**Collected data entries**
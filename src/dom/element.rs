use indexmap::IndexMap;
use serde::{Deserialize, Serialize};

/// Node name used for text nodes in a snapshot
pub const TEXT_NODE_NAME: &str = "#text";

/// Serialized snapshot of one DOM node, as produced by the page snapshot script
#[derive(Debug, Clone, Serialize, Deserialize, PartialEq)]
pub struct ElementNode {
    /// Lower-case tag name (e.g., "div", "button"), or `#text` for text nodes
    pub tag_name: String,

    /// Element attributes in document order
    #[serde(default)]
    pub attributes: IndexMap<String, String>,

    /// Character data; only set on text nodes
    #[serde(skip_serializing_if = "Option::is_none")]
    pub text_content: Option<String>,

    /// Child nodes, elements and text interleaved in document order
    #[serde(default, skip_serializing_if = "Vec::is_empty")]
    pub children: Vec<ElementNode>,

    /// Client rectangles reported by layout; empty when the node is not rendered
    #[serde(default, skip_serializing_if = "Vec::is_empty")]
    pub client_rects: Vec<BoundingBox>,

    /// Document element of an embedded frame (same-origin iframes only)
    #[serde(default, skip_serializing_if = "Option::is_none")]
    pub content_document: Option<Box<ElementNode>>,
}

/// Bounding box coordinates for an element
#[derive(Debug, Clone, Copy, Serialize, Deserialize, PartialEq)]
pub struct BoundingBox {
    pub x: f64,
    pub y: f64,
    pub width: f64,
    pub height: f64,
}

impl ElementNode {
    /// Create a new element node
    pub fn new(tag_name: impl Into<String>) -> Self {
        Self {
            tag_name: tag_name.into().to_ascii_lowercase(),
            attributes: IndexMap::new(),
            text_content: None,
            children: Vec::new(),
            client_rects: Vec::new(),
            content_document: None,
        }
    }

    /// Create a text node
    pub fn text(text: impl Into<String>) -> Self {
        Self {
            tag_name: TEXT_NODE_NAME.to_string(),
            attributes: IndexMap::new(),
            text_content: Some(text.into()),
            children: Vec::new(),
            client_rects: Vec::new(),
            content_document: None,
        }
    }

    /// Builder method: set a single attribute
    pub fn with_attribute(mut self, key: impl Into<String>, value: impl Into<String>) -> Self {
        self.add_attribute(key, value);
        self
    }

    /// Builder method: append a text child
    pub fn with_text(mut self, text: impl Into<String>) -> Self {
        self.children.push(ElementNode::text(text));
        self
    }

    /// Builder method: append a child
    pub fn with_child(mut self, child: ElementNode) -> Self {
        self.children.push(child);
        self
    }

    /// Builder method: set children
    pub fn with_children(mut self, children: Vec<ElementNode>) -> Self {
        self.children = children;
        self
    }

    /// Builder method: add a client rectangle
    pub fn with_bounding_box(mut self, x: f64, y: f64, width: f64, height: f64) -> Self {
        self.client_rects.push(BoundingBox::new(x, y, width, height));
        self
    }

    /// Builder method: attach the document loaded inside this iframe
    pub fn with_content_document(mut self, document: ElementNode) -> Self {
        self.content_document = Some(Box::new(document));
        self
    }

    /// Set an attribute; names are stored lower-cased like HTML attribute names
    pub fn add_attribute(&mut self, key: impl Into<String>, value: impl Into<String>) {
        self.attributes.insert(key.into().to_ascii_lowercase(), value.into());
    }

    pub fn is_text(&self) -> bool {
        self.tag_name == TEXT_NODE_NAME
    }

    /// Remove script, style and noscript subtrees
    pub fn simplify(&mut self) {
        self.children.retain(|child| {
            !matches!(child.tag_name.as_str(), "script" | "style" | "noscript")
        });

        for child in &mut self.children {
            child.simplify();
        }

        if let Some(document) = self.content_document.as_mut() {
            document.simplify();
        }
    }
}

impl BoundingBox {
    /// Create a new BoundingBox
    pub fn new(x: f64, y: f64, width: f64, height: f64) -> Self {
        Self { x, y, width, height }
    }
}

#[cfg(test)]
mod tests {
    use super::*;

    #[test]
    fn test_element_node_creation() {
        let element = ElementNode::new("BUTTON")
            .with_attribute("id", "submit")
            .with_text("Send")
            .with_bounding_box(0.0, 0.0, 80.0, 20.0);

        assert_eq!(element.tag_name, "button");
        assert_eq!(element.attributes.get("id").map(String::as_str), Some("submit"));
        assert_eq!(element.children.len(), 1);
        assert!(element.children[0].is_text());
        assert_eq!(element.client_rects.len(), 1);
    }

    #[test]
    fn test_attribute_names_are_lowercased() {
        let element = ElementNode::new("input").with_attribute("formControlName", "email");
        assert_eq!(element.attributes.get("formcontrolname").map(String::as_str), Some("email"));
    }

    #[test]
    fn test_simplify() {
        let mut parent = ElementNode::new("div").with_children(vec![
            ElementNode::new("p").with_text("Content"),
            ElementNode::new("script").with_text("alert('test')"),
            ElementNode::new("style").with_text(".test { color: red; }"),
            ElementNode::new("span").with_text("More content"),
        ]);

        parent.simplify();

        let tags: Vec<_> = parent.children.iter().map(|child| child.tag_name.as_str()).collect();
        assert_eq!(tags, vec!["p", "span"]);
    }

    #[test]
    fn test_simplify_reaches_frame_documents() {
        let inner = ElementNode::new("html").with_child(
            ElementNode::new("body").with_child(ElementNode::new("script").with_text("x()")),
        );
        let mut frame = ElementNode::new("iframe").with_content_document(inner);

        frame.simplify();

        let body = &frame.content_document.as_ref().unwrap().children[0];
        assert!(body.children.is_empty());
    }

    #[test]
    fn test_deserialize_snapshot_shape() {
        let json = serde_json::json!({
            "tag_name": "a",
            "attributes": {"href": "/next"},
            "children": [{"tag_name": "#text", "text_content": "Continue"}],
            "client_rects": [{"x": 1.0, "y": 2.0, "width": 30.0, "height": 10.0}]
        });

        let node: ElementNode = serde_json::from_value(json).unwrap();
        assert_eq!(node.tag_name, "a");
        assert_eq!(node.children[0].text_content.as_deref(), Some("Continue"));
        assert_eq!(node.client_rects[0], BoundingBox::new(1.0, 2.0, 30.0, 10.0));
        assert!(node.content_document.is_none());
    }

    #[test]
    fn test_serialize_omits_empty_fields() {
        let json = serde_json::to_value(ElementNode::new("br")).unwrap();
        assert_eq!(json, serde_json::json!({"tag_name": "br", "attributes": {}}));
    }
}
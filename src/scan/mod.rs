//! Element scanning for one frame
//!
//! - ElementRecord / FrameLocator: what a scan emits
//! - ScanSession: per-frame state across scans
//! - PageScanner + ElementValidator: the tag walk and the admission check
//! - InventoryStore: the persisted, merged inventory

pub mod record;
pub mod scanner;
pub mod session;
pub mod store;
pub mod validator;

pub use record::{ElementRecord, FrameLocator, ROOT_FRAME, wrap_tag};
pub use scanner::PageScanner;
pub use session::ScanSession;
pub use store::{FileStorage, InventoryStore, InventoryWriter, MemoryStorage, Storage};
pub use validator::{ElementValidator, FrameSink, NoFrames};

**Directions for this task**
Give the number of lines in the entries that include the string "derive", and nothing more.

**Worked solution**
2